I pretty much covered why we should not go to war in Syria in the previous two posts I made about Syria. But, lack of military action doesn’t mean no action at all. There’s still plenty that could be done in Syria. So, let’s start with the question I posed in the previous post–WWJD?

In the Sermon on the Mount, Jesus points out a model we could follow:

“Matthew 5:3-10, 14-15
3 Blessed are the poor in spirit,
for theirs is the kingdom of heaven.
4 Blessed are those who mourn,
for they will be comforted.
5 Blessed are the meek,
for they will inherit the earth.
6 Blessed are those who hunger and thirst for righteousness,
for they will be filled.
7 Blessed are the merciful,
for they will be shown mercy.
8 Blessed are the pure in heart,
for they will see God.
9 Blessed are the peacemakers,
for they will be called children of God.
10 Blessed are those who are persecuted because of righteousness,
for theirs is the kingdom of heaven.”

14 “You are the light of the world. A town built on a hill cannot be hidden. 15 Neither do people light a lamp and put it under a bowl. Instead they put it on its stand, and it gives light to everyone in the house. 16 In the same way, let your light shine before others, that they may see your good deeds and glorify your Father in heaven.”
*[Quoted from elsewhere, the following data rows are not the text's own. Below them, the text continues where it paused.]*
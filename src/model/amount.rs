//! Amount type for non-negative monetary values.
//!
//! This module provides the `Amount` type which wraps `Decimal`. The direction of a cash flow is
//! never stored in the amount itself, it comes from the transaction type, so an `Amount` can never
//! be negative.
//!
//! An `Amount` has at most two decimal places and at most fifteen significant digits. Every such
//! value survives the trip through a JSON number unchanged, and sums of them cannot overflow.

use rust_decimal::prelude::ToPrimitive;
use rust_decimal::Decimal;
use serde::de::{self, Visitor};
use serde::{Deserialize, Deserializer, Serialize, Serializer};
use std::error::Error;
use std::fmt;
use std::fmt::{Debug, Display, Formatter};
use std::str::FromStr;

/// Currency symbols that are tolerated, and ignored, when parsing.
const CURRENCY_SYMBOLS: &[char] = &['₽', '$'];

/// Decimal places an amount may have.
const MAX_SCALE: u32 = 2;

/// Integers up to this size are exactly representable as `f64`.
const MAX_EXACT_F64_INTEGER: u64 = 1 << 53;

/// Represents a magnitude of money in an unspecified currency.
///
/// # Examples
///
/// Parsing tolerates a currency symbol, thousands separators and surrounding whitespace:
/// ```
/// # use smartfinance::model::Amount;
/// # use std::str::FromStr;
/// let amount = Amount::from_str(" 60,000 ₽ ").unwrap();
/// assert_eq!(amount.to_string(), "60,000.00");
/// ```
///
/// Negative values, blank input and fractions of a kopeck are rejected:
/// ```
/// # use smartfinance::model::Amount;
/// # use std::str::FromStr;
/// assert!(Amount::from_str("-50.00").is_err());
/// assert!(Amount::from_str(" ").is_err());
/// assert!(Amount::from_str("0.125").is_err());
/// ```
#[derive(Debug, Clone, Copy, PartialEq, Eq, PartialOrd, Ord, Hash, Default)]
pub struct Amount(Decimal);

impl Amount {
    pub const ZERO: Amount = Amount(Decimal::ZERO);

    /// The largest amount, `9,999,999,999,999.99`.
    pub const MAX: Amount = Amount(Decimal::from_parts(
        // 999_999_999_999_999 split into its low and middle 32 bits.
        2_764_472_319,
        232_830,
        0,
        false,
        MAX_SCALE,
    ));

    /// Creates a new `Amount`.
    ///
    /// # Errors
    /// - `value` is negative.
    /// - `value` has more than two decimal places, e.g. `0.125`.
    /// - `value` is larger than `Amount::MAX`.
    pub fn new(value: Decimal) -> Result<Self, AmountError> {
        if value.is_zero() {
            return Ok(Self(Decimal::ZERO));
        }
        if value.is_sign_negative() {
            return Err(AmountError::Negative(value));
        }
        let value = value.normalize();
        if value.scale() > MAX_SCALE {
            return Err(AmountError::TooPrecise(value));
        }
        if value > Amount::MAX.0 {
            return Err(AmountError::TooLarge(value));
        }
        Ok(Self(value))
    }

    /// Creates an `Amount` from a whole number of currency units.
    pub fn from_units(units: u32) -> Self {
        Self(Decimal::from(units))
    }

    /// Returns the underlying Decimal value.
    pub fn value(&self) -> Decimal {
        self.0
    }

    /// Returns true if the amount is zero.
    pub fn is_zero(&self) -> bool {
        self.0.is_zero()
    }
}

/// An error that can occur when parsing or constructing an `Amount`.
pub enum AmountError {
    Empty,
    Parse(rust_decimal::Error),
    Negative(Decimal),
    TooPrecise(Decimal),
    TooLarge(Decimal),
    NotRepresentable(String),
}

impl Debug for AmountError {
    fn fmt(&self, f: &mut Formatter<'_>) -> fmt::Result {
        Display::fmt(self, f)
    }
}

impl Display for AmountError {
    fn fmt(&self, f: &mut Formatter<'_>) -> fmt::Result {
        match self {
            AmountError::Empty => f.write_str("An amount is required"),
            AmountError::Parse(e) => Display::fmt(e, f),
            AmountError::Negative(v) => write!(f, "An amount cannot be negative, got {v}"),
            AmountError::TooPrecise(v) => {
                write!(f, "An amount has at most {MAX_SCALE} decimal places, got {v}")
            }
            AmountError::TooLarge(v) => {
                write!(f, "An amount cannot exceed {}, got {v}", Amount::MAX.0)
            }
            AmountError::NotRepresentable(s) => write!(f, "'{s}' is not a representable amount"),
        }
    }
}

impl Error for AmountError {
    fn source(&self) -> Option<&(dyn Error + 'static)> {
        match self {
            AmountError::Parse(e) => Some(e),
            _ => None,
        }
    }
}

impl FromStr for Amount {
    type Err = AmountError;

    fn from_str(s: &str) -> Result<Self, Self::Err> {
        // Drop currency symbols, whitespace (including the no-break spaces of grouped numbers) and
        // comma thousands separators.
        let cleaned: String = s
            .chars()
            .filter(|c| !c.is_whitespace() && *c != ',' && !CURRENCY_SYMBOLS.contains(c))
            .collect();

        if cleaned.is_empty() {
            return Err(AmountError::Empty);
        }

        let value = Decimal::from_str(&cleaned).map_err(AmountError::Parse)?;
        Amount::new(value)
    }
}

impl Display for Amount {
    fn fmt(&self, f: &mut Formatter<'_>) -> fmt::Result {
        f.write_str(&format_decimal(self.0))
    }
}

/// Formats `value` with thousands separators and two decimal places, e.g. `-1,234.50`. Used for
/// sums, which unlike an `Amount` may be negative.
///
/// The cents are taken from the decimal itself, so only the whole part goes through `f64`. Whole
/// parts beyond 2^53 are printed without separators.
pub fn format_decimal(value: Decimal) -> String {
    let rounded = value.round_dp(MAX_SCALE);
    let magnitude = rounded.abs();
    let whole = magnitude.trunc();
    let cents = ((magnitude - whole) * Decimal::ONE_HUNDRED)
        .to_u64()
        .unwrap_or_default();
    let sign = if rounded.is_sign_negative() && !rounded.is_zero() {
        "-"
    } else {
        ""
    };
    match whole.to_u64().filter(|w| *w <= MAX_EXACT_F64_INTEGER) {
        Some(units) => {
            let grouped = format_num::format_num!(",.2", units as f64);
            let grouped = grouped.strip_suffix(".00").unwrap_or(&grouped);
            format!("{sign}{grouped}.{cents:02}")
        }
        None => format!("{rounded:.2}"),
    }
}

impl Serialize for Amount {
    fn serialize<S>(&self, serializer: S) -> Result<S::Ok, S::Error>
    where
        S: Serializer,
    {
        // Stored as a JSON number; whole amounts are written without a fractional part. Parsing
        // the decimal text gives the nearest `f64`, whose shortest form is the same text again.
        let normalized = self.0.normalize();
        if normalized.fract().is_zero() {
            if let Some(units) = normalized.to_u64() {
                return serializer.serialize_u64(units);
            }
        }
        match normalized.to_string().parse::<f64>() {
            Ok(f) => serializer.serialize_f64(f),
            Err(_) => Err(serde::ser::Error::custom(format!(
                "Unable to serialize amount {normalized}"
            ))),
        }
    }
}

impl<'de> Deserialize<'de> for Amount {
    fn deserialize<D>(deserializer: D) -> Result<Self, D::Error>
    where
        D: Deserializer<'de>,
    {
        deserializer.deserialize_any(AmountVisitor)
    }
}

/// Accepts JSON numbers as well as strings, so hand-edited files still load.
struct AmountVisitor;

impl<'de> Visitor<'de> for AmountVisitor {
    type Value = Amount;

    fn expecting(&self, f: &mut Formatter<'_>) -> fmt::Result {
        f.write_str("a non-negative number or a string containing one")
    }

    fn visit_u64<E: de::Error>(self, v: u64) -> Result<Amount, E> {
        Amount::new(Decimal::from(v)).map_err(E::custom)
    }

    fn visit_i64<E: de::Error>(self, v: i64) -> Result<Amount, E> {
        Amount::new(Decimal::from(v)).map_err(E::custom)
    }

    fn visit_f64<E: de::Error>(self, v: f64) -> Result<Amount, E> {
        // The shortest text that reads back as `v`, which is the text that was written.
        let text = v.to_string();
        let value = Decimal::from_str(&text)
            .map_err(|_| E::custom(AmountError::NotRepresentable(text.clone())))?;
        Amount::new(value).map_err(E::custom)
    }

    fn visit_str<E: de::Error>(self, v: &str) -> Result<Amount, E> {
        Amount::from_str(v).map_err(E::custom)
    }
}

impl TryFrom<Decimal> for Amount {
    type Error = AmountError;

    fn try_from(value: Decimal) -> Result<Self, Self::Error> {
        Amount::new(value)
    }
}

impl From<Amount> for Decimal {
    fn from(amount: Amount) -> Self {
        amount.value()
    }
}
What that means to me in the context of Syria is that there are a lot of blessed people in Syria waiting for somebody to bring the blessing to them. Christians all too often tend to focus on the next life and don’t view the beatitudes as a here and now thing. They forget that Jesus was a huge advocate of bringing the kindgom of heaven here to earth. In fact, waiting for the next life for the kingdom of heaven is downright sinful. Don’t believe me? Have a look at Matthew 25:31-46. People who don’t actively work to bring the kingdom of heaven to the here and now won’t be considered to be a part of it in the next life.
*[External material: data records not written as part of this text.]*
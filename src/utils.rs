use crate::Result;
use anyhow::Context;
use serde::de::DeserializeOwned;
use std::path::{Path, PathBuf};

/// Write a file.
pub(crate) async fn write(path: impl AsRef<Path>, contents: impl AsRef<[u8]>) -> Result<()> {
    let path = path.as_ref();
    tokio::fs::write(path, contents)
        .await
        .context(format!("Unable to write to {}", path.to_string_lossy()))
}

/// Read a file to a `String`.
pub async fn read(path: &Path) -> Result<String> {
    tokio::fs::read_to_string(path)
        .await
        .with_context(|| format!("Failed to read file at {}", path.display()))
}

/// Deserialize a JSON file into type `T`.
pub async fn deserialize<T>(path: &Path) -> Result<T>
where
    T: DeserializeOwned,
{
    let content = read(path).await?;
    serde_json::from_str(&content)
        .with_context(|| format!("Failed to parse JSON file at {}", path.display()))
}

/// Create a directory and any missing parents. Does nothing if it already exists.
pub(crate) async fn make_dir(path: impl AsRef<Path>) -> Result<()> {
    let path = path.as_ref();
    tokio::fs::create_dir_all(path)
        .await
        .with_context(|| format!("Unable to create directory at {}", path.to_string_lossy()))
}

/// Resolve `path` to an absolute path with symlinks resolved. The path must exist.
pub(crate) async fn canonicalize(path: impl AsRef<Path>) -> Result<PathBuf> {
    let path = path.as_ref();
    tokio::fs::canonicalize(path)
        .await
        .with_context(|| format!("Unable to canonicalize the path {}", path.to_string_lossy()))
}

/// Generates a new, unique transaction ID.
pub(crate) fn generate_transaction_id() -> String {
    uuid::Uuid::new_v4().simple().to_string()
}

/// Milliseconds since the Unix epoch, right now.
pub(crate) fn now_millis() -> i64 {
    chrono::Utc::now().timestamp_millis()
}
Let me quote just a small part of that last passage which makes it crystal clear what we should be doing in Syria.

For I was hungry and you gave me something to eat, I was thirsty and you gave me something to drink, I was a stranger and you invited me in, I needed clothes and you clothed me, I was sick and you looked after me, I was in prison and you came to visit me.’

We need to be doing everything possible to help the victims in Syria. We need to be feeding those who are being made hungry. We need to clothe and shelter the ones who are now refugees. Those who have been injured (both psychologically and physically) need help.

So, instead spending a couple billion on military might, we should be working with Syria’s neighbors to make those things happen. And, if we send in the military, it should be to protect the refugees from any who would victimize them further.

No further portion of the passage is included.